On the V OC loss in NiO-based inverted metal halide perovskite solar cells

Kousumi Mukherjee; Denise Kreugel; Nga Phung; Cristian van Helvoirt; Valerio Zardetto; Mariadriana Creatore

doi:10.1039/d4ma00873a

On the V _OC loss in NiO-based inverted metal halide perovskite solar cells

Mater Adv. 2024 Oct 14;5(21):8652-8664. doi: 10.1039/d4ma00873a. eCollection 2024 Oct 28.

Authors

Kousumi Mukherjee¹, Denise Kreugel¹, Nga Phung¹, Cristian van Helvoirt¹, Valerio Zardetto², Mariadriana Creatore^{1

3}

Affiliations

¹ Department of Applied Physics and Science Education, Eindhoven University of Technology P.O. Box 513 5600 MB Eindhoven The Netherlands [email protected].
² TNO Partner in Solliance, High Tech Campus 21 Eindhoven 5656 AE The Netherlands.
³ Eindhoven Institute of Renewable Energy Systems (EIRES) PO Box 513 5600 MB Eindhoven The Netherlands.

Abstract

Recent reports have shown that nickel oxide (NiO) when adopted as a hole transport layer (HTL) in combination with organic layers, such as PTAA or self-assembled monolayers (SAMs), leads to a higher device yield for both single junction as well as tandem devices.
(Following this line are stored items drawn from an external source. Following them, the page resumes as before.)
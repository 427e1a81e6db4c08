use std::time::{Duration, Instant};

use crate::decode::DecoderStats;
use crate::handoff::SlotStats;
use crate::render::TickOutcome;

/// How often a playback summary is logged.
const LOG_INTERVAL: Duration = Duration::from_secs(10);
/// Window for the presented-frames-per-second estimate.
const FPS_WINDOW: Duration = Duration::from_secs(1);

/// Render-side playback counters.
#[derive(Debug)]
pub struct PlaybackStats {
    presented: u64,
    idle_ticks: u64,
    window_start: Instant,
    window_frames: u64,
    fps: f64,
    last_log: Instant,
}

/// Everything worth showing about playback at one instant.
#[derive(Debug, Clone, Copy, PartialEq)]
pub struct StatsSnapshot {
    pub presented: u64,
    pub idle_ticks: u64,
    pub present_fps: f64,
    /// Frames the decoder published that were never shown.
    pub dropped: u64,
    pub decoded: u64,
    pub loops: u64,
}

impl PlaybackStats {
    pub fn new(now: Instant) -> Self {
        Self {
            presented: 0,
            idle_ticks: 0,
            window_start: now,
            window_frames: 0,
            fps: 0.0,
            last_log: now,
        }
    }

    pub fn record(&mut self, outcome: TickOutcome, now: Instant) {
        match outcome {
            TickOutcome::Presented { .. } => {
                self.presented += 1;
                self.window_frames += 1;
            }
            TickOutcome::Idle => self.idle_ticks += 1,
        }

        let elapsed = now.saturating_duration_since(self.window_start);
        if elapsed >= FPS_WINDOW {
            self.fps = self.window_frames as f64 / elapsed.as_secs_f64();
            self.window_frames = 0;
            self.window_start = now;
        }
    }

    pub fn snapshot(&self, slot: SlotStats, decoder: DecoderStats) -> StatsSnapshot {
        StatsSnapshot {
            presented: self.presented,
            idle_ticks: self.idle_ticks,
            present_fps: self.fps,
            dropped: slot.overwritten,
            decoded: decoder.frames,
            loops: decoder.loops,
        }
    }

    /// Log a summary if the interval has passed. Returns whether it did.
    pub fn maybe_log(&mut self, now: Instant, snapshot: &StatsSnapshot) -> bool {
        if now.saturating_duration_since(self.last_log) < LOG_INTERVAL {
            return false;
        }
        self.last_log = now;
        log::info!(
            "Playback: {} presented ({:.1} fps), {} decoded, {} dropped, {} idle ticks, {} loops",
            snapshot.presented,
            snapshot.present_fps,
            snapshot.decoded,
            snapshot.dropped,
            snapshot.idle_ticks,
            snapshot.loops
        );
        true
    }
}

impl StatsSnapshot {
    /// Window title text.
    pub fn title(&self, name: &str) -> String {
        format!(
            "{name} | {:.0} fps | dropped {} | loop {}",
            self.present_fps, self.dropped, self.loops
        )
    }
}
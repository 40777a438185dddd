use super::direction::Position;
use crate::consts;
use rand::Rng;
use std::collections::HashSet;

/// The square playing field.  Legal positions are those in `[0, width) ×
/// [0, height)`.  A field only ever grows.
#[derive(Clone, Copy, Debug, Eq, PartialEq)]
pub(crate) struct Field {
    pub(crate) width: u16,
    pub(crate) height: u16,
}

impl Field {
    pub(crate) fn square(size: u16) -> Field {
        Field {
            width: size,
            height: size,
        }
    }

    pub(crate) fn contains(self, pos: Position) -> bool {
        (0..i32::from(self.width)).contains(&pos.x) && (0..i32::from(self.height)).contains(&pos.y)
    }

    /// The cell at which a fresh snake's head is placed
    pub(crate) fn center(self) -> Position {
        Position::new(i32::from(self.width / 2), i32::from(self.height / 2))
    }

    /// Number of cells in the field
    pub(crate) fn area(self) -> u32 {
        u32::from(self.width) * u32::from(self.height)
    }

    /// Iterate over every cell of the field, row by row
    pub(crate) fn positions(self) -> impl Iterator<Item = Position> {
        let width = i32::from(self.width);
        (0..i32::from(self.height)).flat_map(move |y| (0..width).map(move |x| Position::new(x, y)))
    }

    pub(super) fn grow(&mut self, by: u16) {
        self.width = self.width.saturating_add(by);
        self.height = self.height.saturating_add(by);
    }

    /// Randomly place up to `count` walls in the interior of the field (i.e.,
    /// not on the outermost ring of cells), avoiding `safe_zone`, cells for
    /// which `occupied` returns `true`, and each other.
    ///
    /// Each wall gets [`WALL_PLACEMENT_ATTEMPTS`][consts::WALL_PLACEMENT_ATTEMPTS]
    /// random draws to land on a suitable cell; a wall that fails to do so is
    /// left out, so fewer than `count` walls may be returned.
    pub(super) fn generate_walls<R: Rng, F: Fn(Position) -> bool>(
        self,
        rng: &mut R,
        count: u32,
        safe_zone: SafeZone,
        occupied: F,
    ) -> HashSet<Position> {
        let mut walls = HashSet::new();
        if self.width < 3 || self.height < 3 {
            return walls;
        }
        let xs = 1..(i32::from(self.width) - 1);
        let ys = 1..(i32::from(self.height) - 1);
        for _ in 0..count {
            let found = (0..consts::WALL_PLACEMENT_ATTEMPTS)
                .map(|_| Position::new(rng.random_range(xs.clone()), rng.random_range(ys.clone())))
                .find(|&p| !safe_zone.contains(p) && !occupied(p) && !walls.contains(&p));
            if let Some(p) = found {
                walls.insert(p);
            }
        }
        walls
    }
}

/// A square region around a point in which no walls may be placed
#[derive(Clone, Copy, Debug, Eq, PartialEq)]
pub(crate) struct SafeZone {
    pub(crate) center: Position,
    pub(crate) radius: i32,
}

impl SafeZone {
    pub(crate) fn contains(self, pos: Position) -> bool {
        (pos.x - self.center.x).abs() <= self.radius && (pos.y - self.center.y).abs() <= self.radius
    }
}

/// How the field's size depends on the level
#[derive(Clone, Copy, Debug, Eq, PartialEq)]
pub(crate) enum Growth {
    /// Two cells wider & taller every level
    Classic,
    /// One cell wider & taller every level
    Survival,
    /// Two cells wider & taller every second level
    Hardcore,
}

impl Growth {
    /// Width & height of a field for a session starting on `level`
    pub(crate) fn initial_size(self, level: u32) -> u16 {
        let completed = level.saturating_sub(1);
        let extra = match self {
            Growth::Classic => completed.saturating_mul(2),
            Growth::Survival => completed,
            Growth::Hardcore => (completed / 2).saturating_mul(2),
        };
        consts::BASE_FIELD_SIZE.saturating_add(u16::try_from(extra).unwrap_or(u16::MAX))
    }

    /// How much the field grows on reaching `level` mid-session
    pub(crate) fn on_reaching(self, level: u32) -> u16 {
        match self {
            Growth::Classic => 2,
            Growth::Survival => 1,
            Growth::Hardcore if level % 2 == 1 => 2,
            Growth::Hardcore => 0,
        }
    }
}

/// Number of walls to place on `level`
pub(crate) fn wall_count(level: u32, hardcore: bool) -> u32 {
    if hardcore {
        consts::HARDCORE_WALLS
    } else {
        let extra = (consts::MAX_WALLS - consts::MIN_WALLS).saturating_mul(level.saturating_sub(1)) / 10;
        consts::MIN_WALLS.saturating_add(extra).min(consts::MAX_WALLS)
    }
}

/// Number of food items to keep on the field on `level`
pub(crate) fn food_count(level: u32) -> usize {
    let qty = (1 + level / 3).min(consts::MAX_FOOD);
    usize::try_from(qty).unwrap_or(usize::MAX)
}
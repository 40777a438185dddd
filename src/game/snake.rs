use super::direction::{Direction, Position};
use crate::consts;
use std::collections::{HashSet, VecDeque};

/// A snake on (or partly off) the field
#[derive(Clone, Debug, Eq, PartialEq)]
pub(crate) struct Snake {
    /// The cells occupied by the snake, head first.  Never empty.
    pub(super) segments: VecDeque<Position>,
}

impl Snake {
    /// Create a snake of `length` cells (at least one) lying horizontally
    /// with its head at `head` and its body extending to the left.  Segments
    /// that would lie past the left edge of the field are kept anyway; they
    /// are never drawn and are dropped from the tail as the snake advances.
    pub(super) fn new(head: Position, length: u32) -> Snake {
        let segments = (0..length.max(1))
            .map(|i| Position::new(head.x.saturating_sub_unsigned(i), head.y))
            .collect();
        Snake { segments }
    }

    pub(crate) fn head(&self) -> Position {
        self.segments.front().copied().unwrap_or_default()
    }

    /// Return all segments after the head
    pub(crate) fn body(&self) -> impl Iterator<Item = Position> + '_ {
        self.segments.iter().skip(1).copied()
    }

    #[cfg(test)]
    pub(crate) fn segments(&self) -> &VecDeque<Position> {
        &self.segments
    }

    pub(crate) fn len(&self) -> u32 {
        u32::try_from(self.segments.len()).unwrap_or(u32::MAX)
    }

    pub(crate) fn contains(&self, pos: Position) -> bool {
        self.segments.contains(&pos)
    }

    /// Return the set of cells occupied by the snake
    pub(super) fn cells(&self) -> HashSet<Position> {
        self.segments.iter().copied().collect()
    }

    /// Return `true` if the head shares a cell with any other segment
    pub(super) fn bites_itself(&self) -> bool {
        let head = self.head();
        self.body().any(|p| p == head)
    }

    /// Add a new head one cell away from the current head in `direction` and
    /// return its position.  The tail is left in place; call
    /// [`Snake::drop_tail()`] unless the snake is growing.
    pub(super) fn push_head(&mut self, direction: Direction) -> Position {
        let head = direction.step(self.head());
        self.segments.push_front(head);
        head
    }

    pub(super) fn drop_tail(&mut self) {
        if self.segments.len() > 1 {
            let _ = self.segments.pop_back();
        }
    }
}

/// Return the glyph to use for drawing the head of a snake moving in
/// `direction`
pub(crate) fn head_symbol(direction: Direction) -> char {
    match direction {
        Direction::Up => consts::SNAKE_HEAD_UP_SYMBOL,
        Direction::Down => consts::SNAKE_HEAD_DOWN_SYMBOL,
        Direction::Left => consts::SNAKE_HEAD_LEFT_SYMBOL,
        Direction::Right => consts::SNAKE_HEAD_RIGHT_SYMBOL,
    }
}

#[cfg(test)]
mod tests {
    use super::*;

    #[test]
    fn new_horizontal() {
        let snake = Snake::new(Position::new(10, 10), 3);
        assert_eq!(
            snake.segments,
            [
                Position::new(10, 10),
                Position::new(9, 10),
                Position::new(8, 10)
            ]
        );
        assert_eq!(snake.len(), 3);
        assert_eq!(snake.head(), Position::new(10, 10));
    }

    #[test]
    fn new_past_left_edge() {
        let snake = Snake::new(Position::new(1, 4), 4);
        assert_eq!(
            snake.segments,
            [
                Position::new(1, 4),
                Position::new(0, 4),
                Position::new(-1, 4),
                Position::new(-2, 4)
            ]
        );
    }

    #[test]
    fn off_field_tail_is_dropped() {
        let mut snake = Snake::new(Position::new(1, 4), 4);
        snake.push_head(Direction::Right);
        snake.drop_tail();
        snake.push_head(Direction::Right);
        snake.drop_tail();
        assert_eq!(
            snake.segments,
            [
                Position::new(3, 4),
                Position::new(2, 4),
                Position::new(1, 4),
                Position::new(0, 4)
            ]
        );
        assert_eq!(
            snake.cells(),
            HashSet::from([
                Position::new(3, 4),
                Position::new(2, 4),
                Position::new(1, 4),
                Position::new(0, 4)
            ])
        );
    }

    #[test]
    fn new_never_empty() {
        let snake = Snake::new(Position::new(5, 5), 0);
        assert_eq!(snake.len(), 1);
    }

    #[test]
    fn move_and_grow() {
        let mut snake = Snake::new(Position::new(10, 10), 3);
        assert_eq!(snake.push_head(Direction::Up), Position::new(10, 9));
        snake.drop_tail();
        assert_eq!(snake.len(), 3);
        assert_eq!(snake.push_head(Direction::Right), Position::new(11, 9));
        assert_eq!(snake.len(), 4);
        assert_eq!(
            snake.body().collect::<Vec<_>>(),
            [
                Position::new(10, 9),
                Position::new(10, 10),
                Position::new(9, 10)
            ]
        );
        assert!(!snake.bites_itself());
    }

    #[test]
    fn bite() {
        let mut snake = Snake::new(Position::new(10, 10), 5);
        snake.push_head(Direction::Up);
        snake.drop_tail();
        snake.push_head(Direction::Left);
        snake.drop_tail();
        snake.push_head(Direction::Down);
        snake.drop_tail();
        assert_eq!(snake.head(), Position::new(9, 10));
        assert!(snake.bites_itself());
    }

    #[test]
    fn tail_chasing_is_not_a_bite() {
        // A 2x2 loop: the head moves into the cell the tail is leaving.
        let mut snake = Snake::new(Position::new(10, 10), 4);
        snake.push_head(Direction::Up);
        snake.drop_tail();
        snake.push_head(Direction::Left);
        snake.drop_tail();
        snake.push_head(Direction::Down);
        snake.drop_tail();
        assert_eq!(snake.head(), Position::new(9, 10));
        assert!(!snake.bites_itself());
    }
}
Nevertheless, implementing NiO in devices without PTAA or SAM is seldom reported to lead to high-performance devices. In this work, we assess the effect of key NiO properties deemed relevant in literature, namely- resistivity and surface energy, on the device performance and systematically compare the NiO-based devices with those based on PTAA. To this purpose, (thermal) atomic layer deposited (ALD) NiO (NiO_Bu-MeAMD), Al-doped NiO (Al:NiO_Bu-MeAMD), and plasma-assisted ALD NiO (NiO_MeCp) films, characterized by a wide range of resistivity, are investigated. Although Al:NiO_Bu-MeAMD (∼400 Ω cm) and NiO_MeCp(∼80 Ωcm) films have a lower resistivity than NiO_Bu-MeAMD (∼10 kΩ cm), the Al:NiO_Bu-MeAMD and NiO_MeCp-based devices are found to have a modest open circuit voltage (V _OC) gain of ∼30 mV compared to NiO_Bu-MeAMD-based devices. Overall, the best-performing NiO-based devices (∼14.8% power conversion efficiency (PCE)) still lag behind the PTAA-based devices (∼17.5%), primarily due to a V _OC loss of ∼100 mV. Further investigation based on light intensity analysis of the V _OC and FF and the decrease in V _OC compared to the quasi-Fermi level splitting (QFLS) indicates that the V _OC is limited by trap-assisted recombination at the NiO/perovskite interface. Additionally, SCAPS simulations show that the presence of a high interfacial trap density leads to a V _OC loss in NiO-based devices. Upon passivation of the NiO/perovskite interface with Me-4PACz, the V _OC increases by 170-200 mV and is similar for NiO_Bu-MeAMD and Al:NiO_Bu-MeAMD, leading to the conclusion that there is no influence of the NiO resistivity on the V _OC once interface passivation is realized. Finally, our work highlights the necessity of comparing NiO-based devices with state-of-the-art HTL-based devices to draw conclusion about the influence of specific material properties on device performance.